Saved data entries
◇ ◇ ◇ ◇
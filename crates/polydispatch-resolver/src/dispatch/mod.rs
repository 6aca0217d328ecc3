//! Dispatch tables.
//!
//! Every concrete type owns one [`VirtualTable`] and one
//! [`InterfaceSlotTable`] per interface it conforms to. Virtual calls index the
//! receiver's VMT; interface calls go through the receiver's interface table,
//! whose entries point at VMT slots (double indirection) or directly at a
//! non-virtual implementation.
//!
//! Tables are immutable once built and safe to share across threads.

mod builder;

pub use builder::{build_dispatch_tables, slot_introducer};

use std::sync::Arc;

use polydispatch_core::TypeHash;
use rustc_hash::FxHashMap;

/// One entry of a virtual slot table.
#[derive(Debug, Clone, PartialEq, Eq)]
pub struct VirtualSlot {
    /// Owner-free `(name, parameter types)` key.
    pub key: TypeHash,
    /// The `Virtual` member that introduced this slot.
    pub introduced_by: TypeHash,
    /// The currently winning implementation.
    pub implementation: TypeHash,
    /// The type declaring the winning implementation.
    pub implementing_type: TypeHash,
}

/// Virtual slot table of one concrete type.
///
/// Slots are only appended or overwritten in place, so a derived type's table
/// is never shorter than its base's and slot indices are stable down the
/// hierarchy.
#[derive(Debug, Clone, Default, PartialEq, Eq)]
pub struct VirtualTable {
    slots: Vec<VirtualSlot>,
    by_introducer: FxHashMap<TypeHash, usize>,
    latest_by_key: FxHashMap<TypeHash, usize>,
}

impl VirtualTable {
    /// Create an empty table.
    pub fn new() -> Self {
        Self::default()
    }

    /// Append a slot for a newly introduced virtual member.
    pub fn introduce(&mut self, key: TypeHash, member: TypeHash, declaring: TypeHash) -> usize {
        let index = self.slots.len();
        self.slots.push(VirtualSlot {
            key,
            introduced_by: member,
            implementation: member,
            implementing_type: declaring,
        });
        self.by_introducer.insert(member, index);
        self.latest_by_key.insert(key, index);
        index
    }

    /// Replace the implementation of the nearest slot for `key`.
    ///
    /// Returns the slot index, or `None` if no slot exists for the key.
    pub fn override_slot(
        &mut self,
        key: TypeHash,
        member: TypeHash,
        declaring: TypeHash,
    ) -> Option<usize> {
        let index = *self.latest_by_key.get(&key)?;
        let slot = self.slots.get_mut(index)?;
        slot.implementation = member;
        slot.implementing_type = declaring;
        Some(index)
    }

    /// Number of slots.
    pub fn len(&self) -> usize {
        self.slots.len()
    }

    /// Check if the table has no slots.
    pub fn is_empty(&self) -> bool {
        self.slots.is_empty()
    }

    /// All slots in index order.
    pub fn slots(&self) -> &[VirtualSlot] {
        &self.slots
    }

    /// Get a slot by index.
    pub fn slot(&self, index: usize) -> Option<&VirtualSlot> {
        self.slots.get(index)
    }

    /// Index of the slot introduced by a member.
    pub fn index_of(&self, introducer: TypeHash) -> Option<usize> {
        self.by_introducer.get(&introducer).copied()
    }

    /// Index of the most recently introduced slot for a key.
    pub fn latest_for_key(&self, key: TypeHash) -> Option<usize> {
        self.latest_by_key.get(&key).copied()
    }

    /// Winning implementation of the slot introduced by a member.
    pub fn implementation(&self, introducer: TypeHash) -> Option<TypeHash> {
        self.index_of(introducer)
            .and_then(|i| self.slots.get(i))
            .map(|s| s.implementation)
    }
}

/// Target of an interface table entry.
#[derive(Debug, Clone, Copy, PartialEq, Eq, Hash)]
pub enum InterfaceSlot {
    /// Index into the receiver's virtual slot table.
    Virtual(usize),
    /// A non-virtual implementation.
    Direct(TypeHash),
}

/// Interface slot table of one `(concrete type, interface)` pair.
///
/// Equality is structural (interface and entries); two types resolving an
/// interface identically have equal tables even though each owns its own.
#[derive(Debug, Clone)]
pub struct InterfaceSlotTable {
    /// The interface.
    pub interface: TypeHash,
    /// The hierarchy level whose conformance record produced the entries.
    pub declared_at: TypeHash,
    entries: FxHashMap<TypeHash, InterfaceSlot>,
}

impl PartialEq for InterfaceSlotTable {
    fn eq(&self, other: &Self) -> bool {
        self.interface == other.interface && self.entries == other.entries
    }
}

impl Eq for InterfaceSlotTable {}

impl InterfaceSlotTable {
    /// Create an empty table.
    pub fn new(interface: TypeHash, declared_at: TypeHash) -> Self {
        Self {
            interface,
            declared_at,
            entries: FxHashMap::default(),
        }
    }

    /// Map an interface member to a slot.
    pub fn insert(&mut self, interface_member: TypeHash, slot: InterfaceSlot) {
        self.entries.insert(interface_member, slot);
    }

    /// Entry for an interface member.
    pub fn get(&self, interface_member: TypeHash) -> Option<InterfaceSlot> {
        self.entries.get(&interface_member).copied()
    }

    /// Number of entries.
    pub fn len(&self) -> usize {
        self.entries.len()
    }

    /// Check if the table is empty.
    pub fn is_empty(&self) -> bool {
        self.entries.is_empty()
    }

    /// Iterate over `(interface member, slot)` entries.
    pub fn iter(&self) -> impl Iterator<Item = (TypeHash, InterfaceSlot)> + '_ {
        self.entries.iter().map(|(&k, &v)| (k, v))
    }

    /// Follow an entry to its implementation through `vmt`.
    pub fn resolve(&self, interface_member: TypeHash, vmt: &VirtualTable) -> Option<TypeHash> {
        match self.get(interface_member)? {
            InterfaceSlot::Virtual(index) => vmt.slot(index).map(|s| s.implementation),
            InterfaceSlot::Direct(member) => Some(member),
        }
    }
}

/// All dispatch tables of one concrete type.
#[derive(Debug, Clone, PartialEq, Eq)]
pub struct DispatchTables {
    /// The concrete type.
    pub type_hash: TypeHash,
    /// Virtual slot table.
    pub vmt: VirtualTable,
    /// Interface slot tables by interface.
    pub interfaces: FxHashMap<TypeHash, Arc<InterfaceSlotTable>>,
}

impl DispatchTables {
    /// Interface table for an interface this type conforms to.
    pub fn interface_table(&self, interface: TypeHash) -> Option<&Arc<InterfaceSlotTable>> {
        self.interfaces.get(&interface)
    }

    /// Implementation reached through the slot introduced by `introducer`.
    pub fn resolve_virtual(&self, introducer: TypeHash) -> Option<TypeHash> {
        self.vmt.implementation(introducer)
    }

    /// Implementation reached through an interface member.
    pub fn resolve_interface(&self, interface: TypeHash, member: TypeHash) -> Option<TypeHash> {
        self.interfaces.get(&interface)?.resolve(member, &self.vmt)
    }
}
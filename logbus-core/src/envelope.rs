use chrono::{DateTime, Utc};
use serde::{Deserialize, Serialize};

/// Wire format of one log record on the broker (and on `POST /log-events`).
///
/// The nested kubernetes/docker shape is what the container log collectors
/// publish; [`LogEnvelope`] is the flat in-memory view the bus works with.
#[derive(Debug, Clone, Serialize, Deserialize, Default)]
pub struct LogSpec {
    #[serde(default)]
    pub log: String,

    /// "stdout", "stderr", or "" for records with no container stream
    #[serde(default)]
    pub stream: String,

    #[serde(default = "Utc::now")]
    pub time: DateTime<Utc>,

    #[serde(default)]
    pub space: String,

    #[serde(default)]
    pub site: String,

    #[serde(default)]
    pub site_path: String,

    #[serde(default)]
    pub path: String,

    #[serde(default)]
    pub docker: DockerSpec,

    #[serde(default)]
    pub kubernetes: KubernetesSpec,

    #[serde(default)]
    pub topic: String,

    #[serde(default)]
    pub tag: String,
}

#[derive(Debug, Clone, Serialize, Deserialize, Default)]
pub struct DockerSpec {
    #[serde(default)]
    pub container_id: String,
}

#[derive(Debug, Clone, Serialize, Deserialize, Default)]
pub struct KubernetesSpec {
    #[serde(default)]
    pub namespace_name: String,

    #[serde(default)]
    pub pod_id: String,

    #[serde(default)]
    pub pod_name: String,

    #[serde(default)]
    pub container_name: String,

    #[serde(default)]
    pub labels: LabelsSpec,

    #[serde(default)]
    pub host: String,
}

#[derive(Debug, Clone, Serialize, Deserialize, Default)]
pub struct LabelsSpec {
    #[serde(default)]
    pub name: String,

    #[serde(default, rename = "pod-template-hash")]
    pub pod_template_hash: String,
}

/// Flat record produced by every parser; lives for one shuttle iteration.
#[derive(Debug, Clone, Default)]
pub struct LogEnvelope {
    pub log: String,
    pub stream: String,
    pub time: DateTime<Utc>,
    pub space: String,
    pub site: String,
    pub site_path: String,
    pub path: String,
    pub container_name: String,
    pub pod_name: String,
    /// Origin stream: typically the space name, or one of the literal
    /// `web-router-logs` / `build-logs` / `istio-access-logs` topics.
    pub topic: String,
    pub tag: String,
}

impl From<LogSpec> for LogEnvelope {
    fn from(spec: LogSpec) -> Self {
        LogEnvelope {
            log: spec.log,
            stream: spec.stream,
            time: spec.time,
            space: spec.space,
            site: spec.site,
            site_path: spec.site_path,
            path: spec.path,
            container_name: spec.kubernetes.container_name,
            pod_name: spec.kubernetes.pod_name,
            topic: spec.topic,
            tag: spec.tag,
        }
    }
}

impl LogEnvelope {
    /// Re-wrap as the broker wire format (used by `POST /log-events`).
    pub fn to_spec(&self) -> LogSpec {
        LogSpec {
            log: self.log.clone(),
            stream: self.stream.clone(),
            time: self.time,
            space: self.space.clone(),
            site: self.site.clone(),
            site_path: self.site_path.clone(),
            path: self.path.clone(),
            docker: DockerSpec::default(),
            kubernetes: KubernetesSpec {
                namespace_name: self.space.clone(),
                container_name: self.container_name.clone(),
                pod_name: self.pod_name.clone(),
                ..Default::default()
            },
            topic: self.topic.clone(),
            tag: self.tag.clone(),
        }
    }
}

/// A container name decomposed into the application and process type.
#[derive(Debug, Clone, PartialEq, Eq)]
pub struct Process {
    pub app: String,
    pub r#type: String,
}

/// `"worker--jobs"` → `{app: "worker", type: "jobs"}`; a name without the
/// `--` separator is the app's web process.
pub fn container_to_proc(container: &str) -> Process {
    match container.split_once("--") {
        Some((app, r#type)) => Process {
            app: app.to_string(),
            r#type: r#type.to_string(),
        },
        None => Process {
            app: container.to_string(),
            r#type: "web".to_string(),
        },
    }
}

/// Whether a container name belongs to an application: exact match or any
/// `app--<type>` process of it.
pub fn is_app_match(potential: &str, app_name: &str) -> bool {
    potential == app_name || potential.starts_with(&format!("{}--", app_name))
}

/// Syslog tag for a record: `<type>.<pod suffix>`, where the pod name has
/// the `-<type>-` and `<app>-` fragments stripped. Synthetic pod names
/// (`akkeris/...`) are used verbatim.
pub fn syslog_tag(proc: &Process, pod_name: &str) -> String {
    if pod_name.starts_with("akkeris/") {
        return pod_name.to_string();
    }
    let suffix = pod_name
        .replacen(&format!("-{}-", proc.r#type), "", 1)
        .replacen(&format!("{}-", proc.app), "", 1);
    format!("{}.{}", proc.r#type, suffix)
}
◇ ◇ ◇ ◇
YOUR TASK: In the reply, include exactly the lines from the beginning of the entries above through the line holding "calls index the", and nothing besides.

WRITTEN REPLY:
filename crates/polydispatch-resolver/src/dispatch/mod.rs
repository 6aca0217d328ecc3
//! Dispatch tables.
//!
//! Every concrete type owns one [`VirtualTable`] and one
//! [`InterfaceSlotTable`] per interface it conforms to. Virtual calls index the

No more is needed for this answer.